Zu Aufsichtsräten der Bank werden bestellt: A, Straße1, Stadt1, B, Straße2, Stadt2, C, Straße3, Stadt3. Die jeweilige Bestellung ist befristet bis zur nächsten ordentlichen Hauptversammlung der Bank.
Notwendige Aufwendungen der Beteiligten in den Verfahren der Beschwerde werden nicht erstattet.
Gründe
I. Auf der außerordentlichen Hauptversammlung der Bank vom 09.12.2021 sind drei Mitglieder ihres drittelparitätisch mitbestimmten Aufsichtsrats - der nach § 9 Abs. 1 der Satzung der Bank aus 12 Personen besteht (8 Anteilseignervertreter und 4 Arbeitnehmervertreter) - vor dem Hintergrund eines von der Beteiligten zu 10 zur Tagesordnung gestellten Ergänzungsverlangens abgewählt worden. Der ebenfalls aufgrund des Ergänzungsverlangens der Beteiligten zu 10 zur Tagesordnung gestellten Wahl dreier von ihr vorgeschlagener neuer Aufsichtsräte hat die außerordentliche Hauptversammlung nicht zugestimmt. Der Aufsichtsrat besteht somit seither nur aus neun Personen, den hiesigen Beteiligten zu 1 - 9, wobei es sich um fünf Anteilseignervertreter und vier Arbeitnehmervertreter handelt.

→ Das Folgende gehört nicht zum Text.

//! Controller catalog and change detection for the controllers directory.

use std::{
    collections::BTreeMap,
    path::{Path, PathBuf},
    time::{Duration, Instant, SystemTime},
};

use walkdir::WalkDir;

/// Lists the controller programs an operator can pick from.
pub trait ControllerCatalog: Send {
    fn list(&self) -> Vec<String>;
}

impl<T: ControllerCatalog + ?Sized> ControllerCatalog for Box<T> {
    fn list(&self) -> Vec<String> {
        (**self).list()
    }
}

/// Every subdirectory of a controllers directory is one controller.
pub struct DirCatalog {
    dir: PathBuf,
    exclude: Option<String>,
}

impl DirCatalog {
    /// `exclude` names the supervisor's own directory, if it lives there too.
    pub fn new(dir: impl Into<PathBuf>, exclude: Option<String>) -> Self {
        Self {
            dir: dir.into(),
            exclude,
        }
    }
}

impl ControllerCatalog for DirCatalog {
    fn list(&self) -> Vec<String> {
        let mut names: Vec<String> = WalkDir::new(&self.dir)
            .min_depth(1)
            .max_depth(1)
            .into_iter()
            .filter_map(|entry| match entry {
                Ok(entry) => Some(entry),
                Err(err) => {
                    log::warn!("Failed to list controllers: {}", err);
                    None
                }
            })
            .filter(|entry| entry.file_type().is_dir())
            .filter_map(|entry| entry.file_name().to_str().map(str::to_owned))
            .filter(|name| Some(name) != self.exclude.as_ref())
            .collect();
        names.sort();
        names
    }
}

/// A fixed list, for setups without a controllers directory.
pub struct StaticCatalog(pub Vec<String>);

impl ControllerCatalog for StaticCatalog {
    fn list(&self) -> Vec<String> {
        self.0.clone()
    }
}

/// Lets a reload request through at most once per interval.
#[derive(Debug)]
pub struct ReloadDebouncer {
    interval: Duration,
    last: Instant,
    pending: bool,
}

impl ReloadDebouncer {
    pub fn new(interval: Duration) -> Self {
        Self {
            interval,
            last: Instant::now(),
            pending: false,
        }
    }

    pub fn request(&mut self) {
        self.pending = true;
    }

    pub fn is_pending(&self) -> bool {
        self.pending
    }

    /// True when a pending request should be served now.
    pub fn poll(&mut self) -> bool {
        self.poll_at(Instant::now())
    }

    pub fn poll_at(&mut self, now: Instant) -> bool {
        if self.pending && now.saturating_duration_since(self.last) > self.interval {
            self.pending = false;
            self.last = now;
            true
        } else {
            false
        }
    }
}

/// Polls a directory tree for changed, added or removed files.
pub struct ControllerWatcher {
    root: PathBuf,
    scan_interval: Duration,
    last_scan: Instant,
    files: BTreeMap<PathBuf, SystemTime>,
}

impl ControllerWatcher {
    pub fn new(root: impl Into<PathBuf>, scan_interval: Duration) -> Self {
        let root = root.into();
        let files = scan(&root);
        log::debug!("Watching {} files under {}", files.len(), root.display());
        Self {
            root,
            scan_interval,
            last_scan: Instant::now(),
            files,
        }
    }

    /// Rescan if the scan interval elapsed. Returns true if anything changed.
    pub fn poll(&mut self) -> bool {
        if self.last_scan.elapsed() < self.scan_interval {
            return false;
        }
        self.rescan()
    }

    pub fn rescan(&mut self) -> bool {
        self.last_scan = Instant::now();
        let files = scan(&self.root);
        let changed = files != self.files;
        if changed {
            log::debug!("Change detected under {}", self.root.display());
        }
        self.files = files;
        changed
    }
}

fn scan(root: &Path) -> BTreeMap<PathBuf, SystemTime> {
    WalkDir::new(root)
        .into_iter()
        .filter_map(Result::ok)
        .filter(|entry| entry.file_type().is_file())
        .filter_map(|entry| {
            let modified = entry.metadata().ok()?.modified().ok()?;
            Some((entry.into_path(), modified))
        })
        .collect()
}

Der Beteiligte zu 1 hat in seiner Eigenschaft als Aufsichtsratsvorsitzender mit Schreiben an das Amtsgericht vom 17.12.2021, das der Beteiligten zu 10 zur Stellungnahme vom Amtsgericht übersandt worden ist, gemäß § 104 Abs. 2 S.2 AktG beantragt, gerichtlich jeweils einen Nachfolger der durch den Abwahlbeschluss aus dem Aufsichtsrat ausgeschiedenen drei Aufsichtsräte zu bestellen, befristet bis zur nächsten ordentlichen Hauptversammlung der Bank. Dabei hat er als Nachfolger die drei nunmehr vom Senat zu Aufsichtsräten bestellten Personen vorgeschlagen.
Die Beteiligte zu 10 hat mit Antrag vom 28.12.2021 ebenfalls die gerichtliche Bestellung dreier Aufsichtsräte beantragt und dabei drei andere Personen benannt.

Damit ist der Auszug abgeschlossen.